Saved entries
[Start of Attachment]

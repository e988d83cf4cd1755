//! Core domain types for a Quickstart pipeline run.

use serde::{Deserialize, Serialize};
use serde_json::{Map, Value};
use uuid::Uuid;

use crate::error::ErrorKind;

/// Metadata key an extractor sets to `true` when it explicitly recognized no tool.
pub const NO_TOOL_FOUND_KEY: &str = "no_tool_found";

// ---------------------------------------------------------------------------
// RunId
// ---------------------------------------------------------------------------

/// A UUID v7 wrapper identifying one pipeline run (time-sortable).
#[derive(Debug, Clone, Copy, PartialEq, Eq, Hash, Serialize, Deserialize)]
#[serde(transparent)]
pub struct RunId(pub Uuid);

impl RunId {
    /// Generate a new time-sortable run identifier.
    pub fn new() -> Self {
        Self(Uuid::now_v7())
    }
}

impl Default for RunId {
    fn default() -> Self {
        Self::new()
    }
}

impl std::fmt::Display for RunId {
    fn fmt(&self, f: &mut std::fmt::Formatter<'_>) -> std::fmt::Result {
        write!(f, "{}", self.0)
    }
}

// ---------------------------------------------------------------------------
// ExtractedContent
// ---------------------------------------------------------------------------

/// Structured result returned by a content extractor.
///
/// Every field is optional: an absent `tool_name` means no tool was recognized,
/// and downstream code must not assume any field is present.
#[derive(Debug, Clone, Default, PartialEq, Serialize, Deserialize)]
pub struct ExtractedContent {
    /// Name of the identified tool.
    #[serde(default, skip_serializing_if = "Option::is_none")]
    pub tool_name: Option<String>,
    /// A single runnable `docker run` command line.
    #[serde(default, skip_serializing_if = "Option::is_none")]
    pub docker_run_command: Option<String>,
    /// A multi-line Docker Compose block.
    #[serde(default, skip_serializing_if = "Option::is_none")]
    pub docker_compose_snippet: Option<String>,
    /// Free-form provenance (backend, model, source path...).
    #[serde(default, skip_serializing_if = "Map::is_empty")]
    pub extraction_metadata: Map<String, Value>,
}

impl ExtractedContent {
    /// Turn empty or whitespace-only string fields into `None`.
    pub fn normalized(mut self) -> Self {
        fn clean(field: &mut Option<String>) {
            if field.as_deref().is_some_and(|s| s.trim().is_empty()) {
                *field = None;
            }
        }
        clean(&mut self.tool_name);
        clean(&mut self.docker_run_command);
        clean(&mut self.docker_compose_snippet);
        self
    }

    /// Whether the extractor explicitly signalled that it recognized no tool.
    pub fn no_tool_found(&self) -> bool {
        self.extraction_metadata
            .get(NO_TOOL_FOUND_KEY)
            .and_then(Value::as_bool)
            .unwrap_or(false)
    }
}

/// The extracted-data summary embedded in a [`PipelineResult`].
#[derive(Debug, Clone, PartialEq, Serialize, Deserialize)]
pub struct ExtractedInfo {
    #[serde(flatten)]
    pub content: ExtractedContent,
    /// Informational note, e.g. when no tool was recognized.
    #[serde(default, skip_serializing_if = "Option::is_none")]
    pub message: Option<String>,
}

impl From<ExtractedContent> for ExtractedInfo {
    fn from(content: ExtractedContent) -> Self {
        Self {
            content,
            message: None,
        }
    }
}

// ---------------------------------------------------------------------------
// GeneratedArtifacts
// ---------------------------------------------------------------------------

/// Bootstrap artifacts derived from an [`ExtractedContent`].
///
/// Both fields are always populated, either with a real script/snippet or
/// with a placeholder comment.
#[derive(Debug, Clone, PartialEq, Eq, Serialize, Deserialize)]
pub struct GeneratedArtifacts {
    pub bash_script: String,
    pub compose_script: String,
}

// ---------------------------------------------------------------------------
// PipelineResult
// ---------------------------------------------------------------------------

/// Output of one pipeline run.
///
/// Everything except `steps` is optional; a failed run still carries whatever
/// partial data was gathered before the failure.
#[derive(Debug, Clone, PartialEq, Serialize, Deserialize)]
pub struct PipelineResult {
    /// Identifier of the run that produced this result.
    pub run_id: RunId,
    /// The URL exactly as submitted.
    pub submitted_url: String,
    /// First 500 characters of the fetched page.
    #[serde(default, skip_serializing_if = "Option::is_none")]
    pub snippet: Option<String>,
    #[serde(default, skip_serializing_if = "Option::is_none")]
    pub extracted: Option<ExtractedInfo>,
    #[serde(default, skip_serializing_if = "Option::is_none")]
    pub artifacts: Option<GeneratedArtifacts>,
    /// User-facing description of the failure, if any.
    #[serde(default, skip_serializing_if = "Option::is_none")]
    pub error: Option<String>,
    #[serde(default, skip_serializing_if = "Option::is_none")]
    pub error_kind: Option<ErrorKind>,
    /// Ordered, human-readable step trace.
    pub steps: Vec<String>,
}

impl PipelineResult {
    /// An empty result for a run that is about to start.
    pub fn new(run_id: RunId, submitted_url: impl Into<String>) -> Self {
        Self {
            run_id,
            submitted_url: submitted_url.into(),
            snippet: None,
            extracted: None,
            artifacts: None,
            error: None,
            error_kind: None,
            steps: Vec::new(),
        }
    }

    /// Whether the run failed.
    pub fn is_error(&self) -> bool {
        self.error.is_some()
    }
}

#[cfg(test)]
mod tests {
    use super::*;
    use serde_json::json;

    #[test]
    fn extracted_content_from_partial_json() {
        let parsed: ExtractedContent =
            serde_json::from_value(json!({ "tool_name": "Redis" })).expect("deserialize");
        assert_eq!(parsed.tool_name.as_deref(), Some("Redis"));
        assert!(parsed.docker_run_command.is_none());
        assert!(parsed.extraction_metadata.is_empty());
    }

    #[test]
    fn normalized_drops_blank_fields() {
        let content = ExtractedContent {
            tool_name: Some("  ".into()),
            docker_run_command: Some(String::new()),
            docker_compose_snippet: Some("services: {}".into()),
            extraction_metadata: Map::new(),
        }
        .normalized();
        assert!(content.tool_name.is_none());
        assert!(content.docker_run_command.is_none());
        assert_eq!(content.docker_compose_snippet.as_deref(), Some("services: {}"));
    }

    #[test]
    fn no_tool_found_requires_boolean_flag() {
        let mut content = ExtractedContent::default();
        assert!(!content.no_tool_found());

        content
            .extraction_metadata
            .insert(NO_TOOL_FOUND_KEY.into(), json!("yes"));
        assert!(!content.no_tool_found());

        content
            .extraction_metadata
            .insert(NO_TOOL_FOUND_KEY.into(), json!(true));
        assert!(content.no_tool_found());
    }

    #[test]
    fn extracted_info_flattens_content() {
        let info = ExtractedInfo {
            content: ExtractedContent {
                tool_name: None,
                extraction_metadata: Map::from_iter([("source".to_string(), json!("mock"))]),
                ..Default::default()
            },
            message: Some("No specific tool recognized by content extractor.".into()),
        };
        let value = serde_json::to_value(&info).expect("serialize");
        assert_eq!(value["extraction_metadata"]["source"], "mock");
        assert_eq!(
            value["message"],
            "No specific tool recognized by content extractor."
        );
        assert!(value.get("tool_name").is_none());
    }

    #[test]
    fn pipeline_result_roundtrip() {
        let mut result = PipelineResult::new(RunId::new(), "not a url");
        result.error = Some("Invalid URL format: not a url.".into());
        result.error_kind = Some(ErrorKind::InvalidUrlFormat);
        result.steps.push("Attempting to fetch content from: not a url".into());

        let json = serde_json::to_string(&result).expect("serialize");
        let parsed: PipelineResult = serde_json::from_str(&json).expect("deserialize");
        assert_eq!(parsed, result);
        assert!(parsed.is_error());
        assert!(parsed.artifacts.is_none());
    }
}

[End of Attachment]

What to work on -
Could you retype every line of the data exactly?

Written answer -
repository e988d83cf4cd1755
//! Core domain types for a Quickstart pipeline run.

use serde::{Deserialize, Serialize};
use serde_json::{Map, Value};
use uuid::Uuid;

use crate::error::ErrorKind;

/// Metadata key an extractor sets to `true` when it explicitly recognized no tool.
pub const NO_TOOL_FOUND_KEY: &str = "no_tool_found";

// ---------------------------------------------------------------------------
// RunId
// ---------------------------------------------------------------------------

/// A UUID v7 wrapper identifying one pipeline run (time-sortable).
#[derive(Debug, Clone, Copy, PartialEq, Eq, Hash, Serialize, Deserialize)]
#[serde(transparent)]
pub struct RunId(pub Uuid);

impl RunId {
    /// Generate a new time-sortable run identifier.
    pub fn new() -> Self {
        Self(Uuid::now_v7())
    }
}

impl Default for RunId {
    fn default() -> Self {
        Self::new()
    }
}

impl std::fmt::Display for RunId {
    fn fmt(&self, f: &mut std::fmt::Formatter<'_>) -> std::fmt::Result {
        write!(f, "{}", self.0)
    }
}

// ---------------------------------------------------------------------------
// ExtractedContent
// ---------------------------------------------------------------------------

/// Structured result returned by a content extractor.
///
/// Every field is optional: an absent `tool_name` means no tool was recognized,
/// and downstream code must not assume any field is present.
#[derive(Debug, Clone, Default, PartialEq, Serialize, Deserialize)]
pub struct ExtractedContent {
    /// Name of the identified tool.
    #[serde(default, skip_serializing_if = "Option::is_none")]
    pub tool_name: Option<String>,
    /// A single runnable `docker run` command line.
    #[serde(default, skip_serializing_if = "Option::is_none")]
    pub docker_run_command: Option<String>,
    /// A multi-line Docker Compose block.
    #[serde(default, skip_serializing_if = "Option::is_none")]
    pub docker_compose_snippet: Option<String>,
    /// Free-form provenance (backend, model, source path...).
    #[serde(default, skip_serializing_if = "Map::is_empty")]
    pub extraction_metadata: Map<String, Value>,
}

impl ExtractedContent {
    /// Turn empty or whitespace-only string fields into `None`.
    pub fn normalized(mut self) -> Self {
        fn clean(field: &mut Option<String>) {
            if field.as_deref().is_some_and(|s| s.trim().is_empty()) {
                *field = None;
            }
        }
        clean(&mut self.tool_name);
        clean(&mut self.docker_run_command);
        clean(&mut self.docker_compose_snippet);
        self
    }

    /// Whether the extractor explicitly signalled that it recognized no tool.
    pub fn no_tool_found(&self) -> bool {
        self.extraction_metadata
            .get(NO_TOOL_FOUND_KEY)
            .and_then(Value::as_bool)
            .unwrap_or(false)
    }
}

/// The extracted-data summary embedded in a [`PipelineResult`].
#[derive(Debug, Clone, PartialEq, Serialize, Deserialize)]
pub struct ExtractedInfo {
    #[serde(flatten)]
    pub content: ExtractedContent,
    /// Informational note, e.g. when no tool was recognized.
    #[serde(default, skip_serializing_if = "Option::is_none")]
    pub message: Option<String>,
}

impl From<ExtractedContent> for ExtractedInfo {
    fn from(content: ExtractedContent) -> Self {
        Self {
            content,
            message: None,
        }
    }
}

// ---------------------------------------------------------------------------
// GeneratedArtifacts
// ---------------------------------------------------------------------------

/// Bootstrap artifacts derived from an [`ExtractedContent`].
///
/// Both fields are always populated, either with a real script/snippet or
/// with a placeholder comment.
#[derive(Debug, Clone, PartialEq, Eq, Serialize, Deserialize)]
pub struct GeneratedArtifacts {
    pub bash_script: String,
    pub compose_script: String,
}

// ---------------------------------------------------------------------------
// PipelineResult
// ---------------------------------------------------------------------------

/// Output of one pipeline run.
///
/// Everything except `steps` is optional; a failed run still carries whatever
/// partial data was gathered before the failure.
#[derive(Debug, Clone, PartialEq, Serialize, Deserialize)]
pub struct PipelineResult {
    /// Identifier of the run that produced this result.
    pub run_id: RunId,
    /// The URL exactly as submitted.
    pub submitted_url: String,
    /// First 500 characters of the fetched page.
    #[serde(default, skip_serializing_if = "Option::is_none")]
    pub snippet: Option<String>,
    #[serde(default, skip_serializing_if = "Option::is_none")]
    pub extracted: Option<ExtractedInfo>,
    #[serde(default, skip_serializing_if = "Option::is_none")]
    pub artifacts: Option<GeneratedArtifacts>,
    /// User-facing description of the failure, if any.
    #[serde(default, skip_serializing_if = "Option::is_none")]
    pub error: Option<String>,
    #[serde(default, skip_serializing_if = "Option::is_none")]
    pub error_kind: Option<ErrorKind>,
    /// Ordered, human-readable step trace.
    pub steps: Vec<String>,
}

impl PipelineResult {
    /// An empty result for a run that is about to start.
    pub fn new(run_id: RunId, submitted_url: impl Into<String>) -> Self {
        Self {
            run_id,
            submitted_url: submitted_url.into(),
            snippet: None,
            extracted: None,
            artifacts: None,
            error: None,
            error_kind: None,
            steps: Vec::new(),
        }
    }

    /// Whether the run failed.
    pub fn is_error(&self) -> bool {
        self.error.is_some()
    }
}

#[cfg(test)]
mod tests {
    use super::*;
    use serde_json::json;

    #[test]
    fn extracted_content_from_partial_json() {
        let parsed: ExtractedContent =
            serde_json::from_value(json!({ "tool_name": "Redis" })).expect("deserialize");
        assert_eq!(parsed.tool_name.as_deref(), Some("Redis"));
        assert!(parsed.docker_run_command.is_none());
        assert!(parsed.extraction_metadata.is_empty());
    }

    #[test]
    fn normalized_drops_blank_fields() {
        let content = ExtractedContent {
            tool_name: Some("  ".into()),
            docker_run_command: Some(String::new()),
            docker_compose_snippet: Some("services: {}".into()),
            extraction_metadata: Map::new(),
        }
        .normalized();
        assert!(content.tool_name.is_none());
        assert!(content.docker_run_command.is_none());
        assert_eq!(content.docker_compose_snippet.as_deref(), Some("services: {}"));
    }

    #[test]
    fn no_tool_found_requires_boolean_flag() {
        let mut content = ExtractedContent::default();
        assert!(!content.no_tool_found());

        content
            .extraction_metadata
            .insert(NO_TOOL_FOUND_KEY.into(), json!("yes"));
        assert!(!content.no_tool_found());

        content
            .extraction_metadata
            .insert(NO_TOOL_FOUND_KEY.into(), json!(true));
        assert!(content.no_tool_found());
    }

    #[test]
    fn extracted_info_flattens_content() {
        let info = ExtractedInfo {
            content: ExtractedContent {
                tool_name: None,
                extraction_metadata: Map::from_iter([("source".to_string(), json!("mock"))]),
                ..Default::default()
            },
            message: Some("No specific tool recognized by content extractor.".into()),
        };
        let value = serde_json::to_value(&info).expect("serialize");
        assert_eq!(value["extraction_metadata"]["source"], "mock");
        assert_eq!(
            value["message"],
            "No specific tool recognized by content extractor."
        );
        assert!(value.get("tool_name").is_none());
    }

    #[test]
    fn pipeline_result_roundtrip() {
        let mut result = PipelineResult::new(RunId::new(), "not a url");
        result.error = Some("Invalid URL format: not a url.".into());
        result.error_kind = Some(ErrorKind::InvalidUrlFormat);
        result.steps.push("Attempting to fetch content from: not a url".into());

        let json = serde_json::to_string(&result).expect("serialize");
        let parsed: PipelineResult = serde_json::from_str(&json).expect("deserialize");
        assert_eq!(parsed, result);
        assert!(parsed.is_error());
        assert!(parsed.artifacts.is_none());
    }
}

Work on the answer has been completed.